[Items from a data source]
-=-=-=-=-
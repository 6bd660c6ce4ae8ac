use divan::AllocProfiler;

#[global_allocator]
static ALLOC: AllocProfiler = AllocProfiler::system();

fn main() {
    divan::main();
}

fn get_input() -> Vec<u8> {
    // Sprite-like data: short runs of a few palette indices, with repeated rows
    let row: Vec<u8> = (0..64u32)
        .map(|i| ((i * 7 + i / 5) % 5) as u8 * 0x11)
        .collect();
    (0..512u32)
        .flat_map(|r| {
            let mut line = row.clone();
            line.rotate_left((r % 13) as usize);
            line
        })
        .collect()
}

pub mod compress {
    use divan::Bencher;
    use pmd_px::{compress, CompressionLevel, PxFormat, PxOptions};

    #[divan::bench(args = [CompressionLevel::Fast, CompressionLevel::Best])]
    fn pkdpx(bencher: Bencher, level: CompressionLevel) {
        let options = PxOptions::builder().level(level).build();
        bencher.with_inputs(super::get_input).bench_refs(|data| {
            divan::black_box(compress(data, PxFormat::Pkdpx, options).unwrap());
        });
    }
}

pub mod decompress {
    use divan::Bencher;
    use pmd_px::{compress, decompress, PxFormat, PxOptions};

    #[divan::bench]
    fn pkdpx(bencher: Bencher) {
        bencher
            .with_inputs(|| {
                compress(&super::get_input(), PxFormat::Pkdpx, PxOptions::default()).unwrap()
            })
            .bench_refs(|container| {
                divan::black_box(decompress(container).unwrap());
            });
    }
}
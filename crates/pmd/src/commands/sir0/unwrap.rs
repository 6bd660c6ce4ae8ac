use clap::Args;
use itertools::Itertools;
use miette::Result;
use pmd_sir0::Sir0;
use std::path::PathBuf;
use tracing::info;

use crate::commands::{read_input, write_output};

#[derive(Args)]
pub struct UnwrapArgs {
    /// An input SIR0 file
    #[arg(short, long, value_name = "FILE")]
    file: PathBuf,

    /// Where to write the payload
    #[arg(short, long, value_name = "FILE")]
    output: PathBuf,

    /// Allow overwriting the target
    #[arg(long, default_value_t = false)]
    overwrite: bool,
}

impl UnwrapArgs {
    pub fn handle(&self) -> Result<()> {
        let data = read_input(&self.file)?;
        let sir0 = Sir0::read(&data)?;

        if let Some(subheader) = sir0.subheader {
            info!("subheader at {subheader:#x}");
        }
        info!(
            "{} pointers: {}",
            sir0.pointer_list.len(),
            sir0.pointer_list.iter().map(|p| format!("{p:#x}")).join(" ")
        );

        info!("writing {}", self.output.display());
        write_output(&self.output, &sir0.payload, self.overwrite)
    }
}
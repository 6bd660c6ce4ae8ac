use clap::Subcommand;

pub mod chunks;

#[derive(Subcommand)]
pub enum DseCommands {
    /// List the chunks of a SWDL, SMDL or SEDL file
    Chunks(chunks::ChunksArgs),
}

impl DseCommands {
    pub fn handle(&self) -> miette::Result<()> {
        match self {
            DseCommands::Chunks(args) => args.handle(),
        }
    }
}
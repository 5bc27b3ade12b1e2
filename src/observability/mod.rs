//! Observability subsystem.
//!
//! Structured logging via `tracing`; request IDs are attached and
//! propagated by the relay's middleware layers.

pub mod logging;

pub use logging::init_tracing;
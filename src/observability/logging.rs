//! Structured logging setup.

use tracing_subscriber::{layer::SubscriberExt, util::SubscriberInitExt, EnvFilter};

/// Initialize the global tracing subscriber.
///
/// `RUST_LOG` wins over the configured level so operators can set per-target
/// filters without touching config.
pub fn init_tracing(log_level: &str) {
    tracing_subscriber::registry()
        .with(EnvFilter::try_from_default_env().unwrap_or_else(|_| {
            EnvFilter::new(format!("api_relay={log_level},tower_http={log_level}"))
        }))
        .with(tracing_subscriber::fmt::layer())
        .init();
}
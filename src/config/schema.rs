//! Configuration schema definitions.
//!
//! All types derive Serde traits for deserialization from config files, and
//! every field carries a default so a minimal (or absent) config works.

use serde::{Deserialize, Serialize};

/// Root configuration for the relay service.
#[derive(Debug, Clone, Deserialize, Serialize, Default)]
#[serde(default)]
pub struct RelayConfig {
    /// Listener configuration (bind address, body limit).
    pub listener: ListenerConfig,

    /// Upstream backend the relay forwards to.
    pub upstream: UpstreamConfig,

    /// Origin serving this application's own `/api/` routes.
    pub site: SiteConfig,

    /// Runtime mode flags.
    pub runtime: RuntimeConfig,

    /// Observability settings.
    pub observability: ObservabilityConfig,
}

/// Listener configuration.
#[derive(Debug, Clone, Deserialize, Serialize)]
#[serde(default)]
pub struct ListenerConfig {
    /// Bind address (e.g., "0.0.0.0:3000").
    pub bind_address: String,

    /// Maximum inbound body size buffered before forwarding, in bytes.
    pub max_body_bytes: usize,
}

impl Default for ListenerConfig {
    fn default() -> Self {
        Self {
            bind_address: "0.0.0.0:3000".to_string(),
            max_body_bytes: 2 * 1024 * 1024,
        }
    }
}

/// Upstream backend configuration.
#[derive(Debug, Clone, Deserialize, Serialize)]
#[serde(default)]
pub struct UpstreamConfig {
    /// Base URL of the backend API, without a trailing slash.
    pub base_url: String,
}

impl Default for UpstreamConfig {
    fn default() -> Self {
        Self {
            base_url: "http://localhost:8080".to_string(),
        }
    }
}

/// Site origin configuration.
#[derive(Debug, Clone, Deserialize, Serialize)]
#[serde(default)]
pub struct SiteConfig {
    /// Origin reaching this application's own `/api/` routes outside
    /// production, without a trailing slash.
    pub origin: String,
}

impl Default for SiteConfig {
    fn default() -> Self {
        Self {
            origin: "http://localhost:3000".to_string(),
        }
    }
}

/// Runtime mode flags.
#[derive(Debug, Clone, Deserialize, Serialize, Default)]
#[serde(default)]
pub struct RuntimeConfig {
    /// Production deployments resolve `/api/` paths same-origin and tunnel
    /// plaintext backend calls through the relay.
    pub production: bool,
}

/// Observability configuration.
#[derive(Debug, Clone, Deserialize, Serialize)]
#[serde(default)]
pub struct ObservabilityConfig {
    /// Log level (trace, debug, info, warn, error).
    pub log_level: String,
}

impl Default for ObservabilityConfig {
    fn default() -> Self {
        Self {
            log_level: "info".to_string(),
        }
    }
}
-=-=-=-=-
Repeat all the entries word for word.

repository 6bd660c6ce4ae8ac
use divan::AllocProfiler;

#[global_allocator]
static ALLOC: AllocProfiler = AllocProfiler::system();

fn main() {
    divan::main();
}

fn get_input() -> Vec<u8> {
    // Sprite-like data: short runs of a few palette indices, with repeated rows
    let row: Vec<u8> = (0..64u32)
        .map(|i| ((i * 7 + i / 5) % 5) as u8 * 0x11)
        .collect();
    (0..512u32)
        .flat_map(|r| {
            let mut line = row.clone();
            line.rotate_left((r % 13) as usize);
            line
        })
        .collect()
}

pub mod compress {
    use divan::Bencher;
    use pmd_px::{compress, CompressionLevel, PxFormat, PxOptions};

    #[divan::bench(args = [CompressionLevel::Fast, CompressionLevel::Best])]
    fn pkdpx(bencher: Bencher, level: CompressionLevel) {
        let options = PxOptions::builder().level(level).build();
        bencher.with_inputs(super::get_input).bench_refs(|data| {
            divan::black_box(compress(data, PxFormat::Pkdpx, options).unwrap());
        });
    }
}

pub mod decompress {
    use divan::Bencher;
    use pmd_px::{compress, decompress, PxFormat, PxOptions};

    #[divan::bench]
    fn pkdpx(bencher: Bencher) {
        bencher
            .with_inputs(|| {
                compress(&super::get_input(), PxFormat::Pkdpx, PxOptions::default()).unwrap()
            })
            .bench_refs(|container| {
                divan::black_box(decompress(container).unwrap());
            });
    }
}
filename crates/pmd/src/commands/sir0/unwrap.rs
repository 6bd660c6ce4ae8ac
use clap::Args;
use itertools::Itertools;
use miette::Result;
use pmd_sir0::Sir0;
use std::path::PathBuf;
use tracing::info;

use crate::commands::{read_input, write_output};

#[derive(Args)]
pub struct UnwrapArgs {
    /// An input SIR0 file
    #[arg(short, long, value_name = "FILE")]
    file: PathBuf,

    /// Where to write the payload
    #[arg(short, long, value_name = "FILE")]
    output: PathBuf,

    /// Allow overwriting the target
    #[arg(long, default_value_t = false)]
    overwrite: bool,
}

impl UnwrapArgs {
    pub fn handle(&self) -> Result<()> {
        let data = read_input(&self.file)?;
        let sir0 = Sir0::read(&data)?;

        if let Some(subheader) = sir0.subheader {
            info!("subheader at {subheader:#x}");
        }
        info!(
            "{} pointers: {}",
            sir0.pointer_list.len(),
            sir0.pointer_list.iter().map(|p| format!("{p:#x}")).join(" ")
        );

        info!("writing {}", self.output.display());
        write_output(&self.output, &sir0.payload, self.overwrite)
    }
}
repository 6bd660c6ce4ae8ac
use clap::Subcommand;

pub mod chunks;

#[derive(Subcommand)]
pub enum DseCommands {
    /// List the chunks of a SWDL, SMDL or SEDL file
    Chunks(chunks::ChunksArgs),
}

impl DseCommands {
    pub fn handle(&self) -> miette::Result<()> {
        match self {
            DseCommands::Chunks(args) => args.handle(),
        }
    }
}
repository 5bc27b3ade12b1e2
filename src/observability/mod.rs
//! Observability subsystem.
//!
//! Structured logging via `tracing`; request IDs are attached and
//! propagated by the relay's middleware layers.

pub mod logging;

pub use logging::init_tracing;
filename src/observability/logging.rs
//! Structured logging setup.

use tracing_subscriber::{layer::SubscriberExt, util::SubscriberInitExt, EnvFilter};

/// Initialize the global tracing subscriber.
///
/// `RUST_LOG` wins over the configured level so operators can set per-target
/// filters without touching config.
pub fn init_tracing(log_level: &str) {
    tracing_subscriber::registry()
        .with(EnvFilter::try_from_default_env().unwrap_or_else(|_| {
            EnvFilter::new(format!("api_relay={log_level},tower_http={log_level}"))
        }))
        .with(tracing_subscriber::fmt::layer())
        .init();
}
filename src/config/schema.rs
//! Configuration schema definitions.
//!
//! All types derive Serde traits for deserialization from config files, and
//! every field carries a default so a minimal (or absent) config works.

use serde::{Deserialize, Serialize};

/// Root configuration for the relay service.
#[derive(Debug, Clone, Deserialize, Serialize, Default)]
#[serde(default)]
pub struct RelayConfig {
    /// Listener configuration (bind address, body limit).
    pub listener: ListenerConfig,

    /// Upstream backend the relay forwards to.
    pub upstream: UpstreamConfig,

    /// Origin serving this application's own `/api/` routes.
    pub site: SiteConfig,

    /// Runtime mode flags.
    pub runtime: RuntimeConfig,

    /// Observability settings.
    pub observability: ObservabilityConfig,
}

/// Listener configuration.
#[derive(Debug, Clone, Deserialize, Serialize)]
#[serde(default)]
pub struct ListenerConfig {
    /// Bind address (e.g., "0.0.0.0:3000").
    pub bind_address: String,

    /// Maximum inbound body size buffered before forwarding, in bytes.
    pub max_body_bytes: usize,
}

impl Default for ListenerConfig {
    fn default() -> Self {
        Self {
            bind_address: "0.0.0.0:3000".to_string(),
            max_body_bytes: 2 * 1024 * 1024,
        }
    }
}

/// Upstream backend configuration.
#[derive(Debug, Clone, Deserialize, Serialize)]
#[serde(default)]
pub struct UpstreamConfig {
    /// Base URL of the backend API, without a trailing slash.
    pub base_url: String,
}

impl Default for UpstreamConfig {
    fn default() -> Self {
        Self {
            base_url: "http://localhost:8080".to_string(),
        }
    }
}

/// Site origin configuration.
#[derive(Debug, Clone, Deserialize, Serialize)]
#[serde(default)]
pub struct SiteConfig {
    /// Origin reaching this application's own `/api/` routes outside
    /// production, without a trailing slash.
    pub origin: String,
}

impl Default for SiteConfig {
    fn default() -> Self {
        Self {
            origin: "http://localhost:3000".to_string(),
        }
    }
}

/// Runtime mode flags.
#[derive(Debug, Clone, Deserialize, Serialize, Default)]
#[serde(default)]
pub struct RuntimeConfig {
    /// Production deployments resolve `/api/` paths same-origin and tunnel
    /// plaintext backend calls through the relay.
    pub production: bool,
}

/// Observability configuration.
#[derive(Debug, Clone, Deserialize, Serialize)]
#[serde(default)]
pub struct ObservabilityConfig {
    /// Log level (trace, debug, info, warn, error).
    pub log_level: String,
}

impl Default for ObservabilityConfig {
    fn default() -> Self {
        Self {
            log_level: "info".to_string(),
        }
    }
}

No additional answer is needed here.